12 Angry Jurors
Justice theater group shines light on bias
Felicia Slider | 3/15/2017, 12:13 p.m.
Injustice or just us? It’s time to tell the truth. More men are in prison today than the number of slaves in the 1800s. For men of color, it’s a population that has historically and currently receives far longer sentences than other groups.
Bias and fairness in the criminal justice system is front and center when “Voice for Voiceless Theater,” a diverse justice theater group, presents “12 Angry Jurors” a play that exposes the truth about the effects of racism and classism on criminal justice, on Friday, March 17 through Sunday March 19 at the First Congregational United Church of Christ, 1126 S.W. Park Ave. Each performance will begin at 7:30 p.m.
Proceeds from the play will help benefit Partnership for Safety and Justice, a non-profit group which advances policy solutions to crime that ensures justice, equity, accountability, and healing to achieve safe, strong communities in Oregon.
“12 Angry Jurors” is an Emmy award-winning classic about a murder trial that gives witness to the raw racism, bold biases and stirring stereotypes that arise during a jury’s deliberations. The intense and electrifying scenes will have you thinking critically about your own views, misconceptions and moral compass.
The Voice for Voiceless theater group uses a diverse cast to show how biases are confronted and what happens when each juror adamantly defends preconceived notions.
The gripping, penetrating, and engrossing trial looks like an open-and-shut case—until one of the jurors begins opening the others’ eyes to the facts. As natural biases and preconceptions come into focus, each juror reveals their character and the various trial testimonies are re-examined.

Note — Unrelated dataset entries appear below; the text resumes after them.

use gpumap_ir::{ClosureParam, Type};
use test_case::test_case;

use super::{RECORD_ARG, RECORDS, convert_function, registry_for, translate};
use crate::cuda::function::{Callable, convert};
use crate::{Construct, Error};

#[test_case("return x + 1", "return (x + 1);" ; "addition")]
#[test_case("return 0 < x < 10", "return ((0 < x) && (x < 10));" ; "comparison chain")]
#[test_case("return x > 0 and x < 5 or x == 7", "return (((x > 0) && (x < 5)) || (x == 7));" ; "boolean operators")]
#[test_case("return x * 2.5", "return (x * 2.5f);" ; "float literal")]
#[test_case("return x // 2", "return int(x / 2);" ; "floor division")]
#[test_case("return x / 2", "return (float(x) / 2);" ; "true division")]
#[test_case("return x % 2", "return (x % 2);" ; "integer modulo")]
#[test_case("return x * 1.5 % 2", "return fmodf((x * 1.5f), 2);" ; "float modulo")]
#[test_case("return x ** 2", "return py_ipow(x, 2);" ; "integer power")]
#[test_case("return x ** 0.5", "return pow(float(x), float(0.5f));" ; "float power")]
#[test_case("return 1 if x > 0 else 2", "return ((x > 0) ? 1 : 2);" ; "conditional expression")]
#[test_case("return not x", "return (!x);" ; "negation")]
#[test_case("return -x", "return (-x);" ; "unary minus")]
#[test_case("return abs(x) + min(x, 2, 3)", "return (py_abs(x) + py_min(py_min(x, 2), 3));" ; "builtins")]
#[test_case("return math.sqrt(x) + math.pi", "return (sqrtf(x) + 3.1415927f);" ; "math module")]
#[test_case("return math.floor(x / 3)", "return int(floorf((float(x) / 3)));" ; "math floor is integral")]
#[test_case("return True", "return true;" ; "boolean literal")]
#[test_case("print('x =', x)\n    return x", "print(\"x =\", x);" ; "print")]
fn test_expression(body: &str, expected: &str) {
    let source = format!("import math\n\ndef f(x):\n    {body}\n");
    let code = translate(&source, "3").unwrap_or_else(|e| panic!("{e}"));
    assert!(code.contains(expected), "{code}");
}

#[test]
fn test_declarations_are_qualified_once() {
    let source = r#"
class P:
    def __init__(self, v):
        self.v = v

def f(x):
    """Docstrings are dropped."""
    y = x + 1
    y = y * 2
    p = P(y)
    q = p.v
    return q
"#;
    let expected = "\
__device__ int f(int x) {
    auto y = (x + 1);
    y = (y * 2);
    auto&& p = P(y);
    auto q = p.v;
    return q;
}";
    assert_eq!(translate(source, "3").unwrap(), expected);
}

#[test]
fn test_range_loop() {
    let source = "def f(n):\n    total = 0\n    for i in range(n):\n        total += i\n    return total\n";
    let expected = "\
__device__ int f(int n) {
    auto total = 0;
    auto __iterator_1 = RangeIterator(0, n, 1);
    while (__iterator_1.has_next()) {
        int i = __iterator_1.next();
        total = (total + i);
    }
    return total;
}";
    assert_eq!(translate(source, "4").unwrap(), expected);
}

#[test]
fn test_loop_variables_are_scoped_to_the_loop() {
    let source = r#"
def f(n):
    s = 0
    for i in range(n):
        s += i
    for i in range(0, n, 2):
        s -= i
    return s
"#;
    let code = translate(source, "4").unwrap();
    assert!(code.contains("auto __iterator_2 = RangeIterator(0, n, 2);"), "{code}");
    assert_eq!(code.matches("int i = ").count(), 2, "{code}");
}

#[test]
fn test_iterator_numbering_restarts_per_conversion() {
    let source = r#"
def g(n):
    t = 0
    for i in range(n):
        t += i
    return t

def f(n):
    t = 0
    for i in range(n):
        t += g(i)
    return t
"#;
    let registry = registry_for(source, "f", "3");
    for name in ["f", "g"] {
        let code = convert_function(&registry, name).unwrap();
        assert!(code.contains("auto __iterator_1 = "), "{code}");
        assert!(!code.contains("__iterator_2"), "{code}");
    }
}

#[test]
fn test_if_elif_else() {
    let source = "def f(x):\n    if x > 0:\n        return 1\n    elif x < 0:\n        return -1\n    else:\n        return 0\n";
    let expected = "\
__device__ int f(int x) {
    if ((x > 0)) {
        return 1;
    } else {
        if ((x < 0)) {
            return (-1);
        } else {
            return 0;
        }
    }
}";
    assert_eq!(translate(source, "5").unwrap(), expected);
}

#[test]
fn test_while_loop() {
    let source = r#"
def f(x):
    n = 0
    while x > 1:
        x = x // 2
        n += 1
        if n > 100:
            break
    return n
"#;
    let expected = "\
__device__ int f(int x) {
    auto n = 0;
    while ((x > 1)) {
        x = int(x / 2);
        n = (n + 1);
        if ((n > 100)) {
            break;
        }
    }
    return n;
}";
    assert_eq!(translate(source, "40").unwrap(), expected);
}

#[test]
fn test_method_receiver_is_rewritten() {
    let registry = registry_for(RECORDS, "total", RECORD_ARG);
    let bump = registry.method("Record", "bump").unwrap();
    let expected = "\
__device__ void Record::bump(int n) {
    (*this).a = ((*this).a + n);
    (*this).inner.x = ((*this).inner.x + n);
}";
    assert_eq!(convert(&registry, Callable::Method(bump), 0, &[]).unwrap(), expected);
}

#[test]
fn test_constructor_definition() {
    let registry = registry_for(RECORDS, "total", RECORD_ARG);
    let init = registry.method("Inner", "__init__").unwrap();
    let code = convert(&registry, Callable::Method(init), 0, &[]).unwrap();
    assert!(code.starts_with("__device__ Inner::Inner(int x, float y) {"), "{code}");
    assert!(code.contains("    (*this).x = x;"), "{code}");
}

#[test]
fn test_class_parameters_have_one_variant_per_qualifier() {
    let registry = registry_for(RECORDS, "total", RECORD_ARG);
    let total = registry.function("total").unwrap();
    let code = |variant| convert(&registry, Callable::Function(total), variant, &[]).unwrap();
    assert!(code(0).starts_with("__device__ Record total(Record&& r) {"));
    assert!(code(1).starts_with("__device__ Record total(Record& r) {"));
    assert!(code(0).contains("    r.bump(1);"));
    assert!(code(0).contains("return Record(r.a, (r.a + r.b), ((r.a + r.b) + r.c), Inner(r.inner.x, (r.inner.x + r.inner.y)));"));
}

#[test]
fn test_undeclared_field_assignment() {
    let source = r#"
class P:
    def __init__(self, x):
        self.x = x

    def tag(self, flag):
        if flag:
            self.y = 1
        return self.x

def f(p):
    return p.tag(False)
"#;
    let registry = registry_for(source, "f", "P(1)");
    let tag = registry.method("P", "tag").unwrap();
    let err = convert(&registry, Callable::Method(tag), 0, &[]).unwrap_err();
    assert!(matches!(&err, Error::UndeclaredField { class, field } if class == "P" && field == "y"), "{err}");
}

#[test]
fn test_captures_extend_signatures_and_call_sites() {
    let source = "K = 3\n\ndef g(y):\n    return y * K\n\ndef f(x):\n    return g(x) + K\n";
    let mut registry = registry_for(source, "f", "2");
    registry.append_closure_params("f", vec![ClosureParam { name: "K".into(), ty: Type::INT }]).unwrap();

    let f = convert_function(&registry, "f").unwrap();
    assert!(f.starts_with("__device__ int f(int x, int __cap_K) {"), "{f}");
    assert!(f.contains("return (g(x, __cap_K) + __cap_K);"), "{f}");

    let captures = registry.function("f").unwrap().closure.clone();
    let g = registry.function("g").unwrap();
    let g = convert(&registry, Callable::Function(g), 0, &captures).unwrap();
    assert!(g.starts_with("__device__ int g(int y, int __cap_K) {"), "{g}");
    assert!(g.contains("return (y * __cap_K);"), "{g}");
}

#[test]
fn test_constructors_and_methods_take_captures() {
    let source = r#"
K = 3

class P:
    def __init__(self, v):
        self.v = v * K

    def get(self):
        return self.v + K

def f(x):
    return P(x).get()
"#;
    let mut registry = registry_for(source, "f", "2");
    registry.append_closure_params("f", vec![ClosureParam { name: "K".into(), ty: Type::INT }]).unwrap();
    let captures = registry.function("f").unwrap().closure.clone();

    let f = convert_function(&registry, "f").unwrap();
    assert!(f.contains("return P(x, __cap_K).get(__cap_K);"), "{f}");

    let init = registry.method("P", "__init__").unwrap();
    let init = convert(&registry, Callable::Method(init), 0, &captures).unwrap();
    assert!(init.starts_with("__device__ P::P(int v, int __cap_K) {"), "{init}");
    assert!(init.contains("(*this).v = (v * __cap_K);"), "{init}");

    let get = registry.method("P", "get").unwrap();
    let get = convert(&registry, Callable::Method(get), 0, &captures).unwrap();
    assert!(get.starts_with("__device__ int P::get(int __cap_K) {"), "{get}");
}

#[test]
fn test_capture_spelling_avoids_locals() {
    let source = "n = 4\n\ndef f(x):\n    if x > 0:\n        return x + n\n    return x\n";
    let mut registry = registry_for(source, "f", "2");
    registry.append_closure_params("f", vec![ClosureParam { name: "n".into(), ty: Type::INT }]).unwrap();
    let code = convert_function(&registry, "f").unwrap();
    assert!(code.starts_with("__device__ int f(int x, int __cap_n) {"), "{code}");
    assert!(code.contains("return (x + __cap_n);"), "{code}");
}

#[test]
fn test_captured_collection_loop() {
    let source = "xs = [1, 2, 3]\n\ndef f(x):\n    s = 0\n    for v in xs:\n        s += v * x\n    return s\n";
    let mut registry = registry_for(source, "f", "2");
    registry
        .append_closure_params("f", vec![ClosureParam { name: "xs".into(), ty: Type::list_of(Type::INT) }])
        .unwrap();
    let code = convert_function(&registry, "f").unwrap();
    assert!(code.starts_with("__device__ int f(int x, List<int>& __cap_xs) {"), "{code}");
    assert!(code.contains("auto __iterator_1 = ListIterator<int>(__cap_xs);"), "{code}");
    assert!(code.contains("int &v = __iterator_1.next();"), "{code}");
}

#[test]
fn test_captured_assignment() {
    let source = "def f(x):\n    k = 2\n    return x * k\n";
    let mut registry = registry_for(source, "f", "2");
    registry.append_closure_params("f", vec![ClosureParam { name: "k".into(), ty: Type::INT }]).unwrap();
    let err = convert_function(&registry, "f").unwrap_err();
    assert!(matches!(&err, Error::CapturedAssignment { name, .. } if name == "k"), "{err}");
}

#[test]
fn test_untraced_callee() {
    let source = "def h(y):\n    return y\n\ndef f(x):\n    if x < 0:\n        return h(x)\n    return x\n";
    let err = translate(source, "1").unwrap_err();
    assert!(matches!(&err, Error::Untraced { name, .. } if name == "h"), "{err}");
}

#[test]
fn test_unknown_iterable() {
    let source = "def f(x):\n    s = 0\n    if x < 0:\n        for v in x:\n            s += v\n    return s\n";
    let err = translate(source, "1").unwrap_err();
    assert!(matches!(&err, Error::UnknownIterable { iterable, .. } if iterable == "x"), "{err}");
}

#[test]
fn test_range_loop_translates_but_comprehension_does_not() {
    let looped = "def f(x):\n    s = 0\n    for i in range(x):\n        s += i\n    return s\n";
    assert!(translate(looped, "3").is_ok());

    let comprehension = "def f(x):\n    return len([i for i in range(x)])\n";
    let err = translate(comprehension, "3").unwrap_err();
    assert!(matches!(err, Error::Unsupported { construct: Construct::ListComprehension, .. }), "{err}");
}

#[test_case("try:\n            pass\n        except Exception:\n            pass", Construct::Try ; "try")]
#[test_case("raise ValueError", Construct::Raise ; "raise")]
#[test_case("assert x", Construct::Assert ; "assert")]
#[test_case("del x", Construct::Delete ; "del")]
#[test_case("with x:\n            pass", Construct::With ; "with")]
#[test_case("global g", Construct::Global ; "global")]
#[test_case("nonlocal g", Construct::Nonlocal ; "nonlocal")]
#[test_case("def g():\n            pass", Construct::NestedFunction ; "nested def")]
#[test_case("class C:\n            pass", Construct::NestedClass ; "nested class")]
#[test_case("y = lambda z: z", Construct::Lambda ; "lambda")]
#[test_case("yield x", Construct::Yield ; "yield")]
#[test_case("yield from x", Construct::YieldFrom ; "yield from")]
#[test_case("y = await x", Construct::Await ; "await")]
#[test_case("import math", Construct::Import ; "import")]
#[test_case("from math import sqrt", Construct::ImportFrom ; "from import")]
#[test_case("y = [1, 2]", Construct::ListLiteral ; "list literal")]
#[test_case("y = (1, 2)", Construct::TupleLiteral ; "tuple literal")]
#[test_case("y = {1, 2}", Construct::SetLiteral ; "set literal")]
#[test_case("y = {1: 2}", Construct::DictLiteral ; "dict literal")]
#[test_case("y = [i for i in range(3)]", Construct::ListComprehension ; "list comprehension")]
#[test_case("y = {i for i in range(3)}", Construct::SetComprehension ; "set comprehension")]
#[test_case("y = {i: i for i in range(3)}", Construct::DictComprehension ; "dict comprehension")]
#[test_case("print(i for i in range(3))", Construct::GeneratorExpression ; "generator expression")]
#[test_case("y = z = x", Construct::MultipleAssignment ; "multiple assignment")]
#[test_case("y, z = x, x", Construct::UnpackingAssignment ; "unpacking assignment")]
#[test_case("y = x is None", Construct::Is ; "is")]
#[test_case("y = x is not None", Construct::IsNot ; "is not")]
#[test_case("y = 1 in x", Construct::In ; "in")]
#[test_case("y = 1 not in x", Construct::NotIn ; "not in")]
#[test_case("print(*x)", Construct::StarredArgument ; "starred argument")]
#[test_case("print(x, sep='')", Construct::KeywordArgument ; "keyword argument")]
#[test_case("y = x[1:2]", Construct::Slice ; "slice")]
#[test_case("y = x @ x", Construct::MatrixMultiplication ; "matrix multiplication")]
#[test_case("y = ...", Construct::Ellipsis ; "ellipsis")]
#[test_case("y = b'ab'", Construct::BytesLiteral ; "bytes literal")]
#[test_case("y = None", Construct::NoneLiteral ; "none value")]
#[test_case("for i in range(3):\n            pass\n        else:\n            pass", Construct::LoopElse ; "for else")]
#[test_case("while x:\n            pass\n        else:\n            pass", Construct::LoopElse ; "while else")]
#[test_case("y = range(3)", Construct::RangeValue ; "range value")]
fn test_unsupported_construct(statement: &str, construct: Construct) {
    // Placed on a branch the trace never takes, so only translation sees it.
    let source = format!("def f(x):\n    if x < 0:\n        {statement}\n    return x\n");
    match translate(&source, "1") {
        Err(Error::Unsupported { construct: found, function }) => {
            assert_eq!(found, construct);
            assert_eq!(function, "f");
        }
        other => panic!("expected {construct}, got {other:?}"),
    }
}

Each production will be followed by a facilitated talk by criminal justice reform activists to explore the play's themes and issues. The panelists include Andy Ko of the Partnership for Safety and Justice, Tiffany Harris, a criminal defense attorney, and Amanda Manjarrez of the Coalition of Communities of Color for the showing on Friday, March 17; Antoinette Edwards of the Portland Office of Youth Violence Prevention, Donna Maxey of Race Talks and Iris Maria Chavez, education advocate and communications consultant, for the show on Saturday, March 18; and Rebecca Nickels of Call of Safety, Lane Borg of Metropolitan Public Defender Services, and Bobbin Sigh of the Oregon Justice Resource Center for the performance on Sunday, March 19.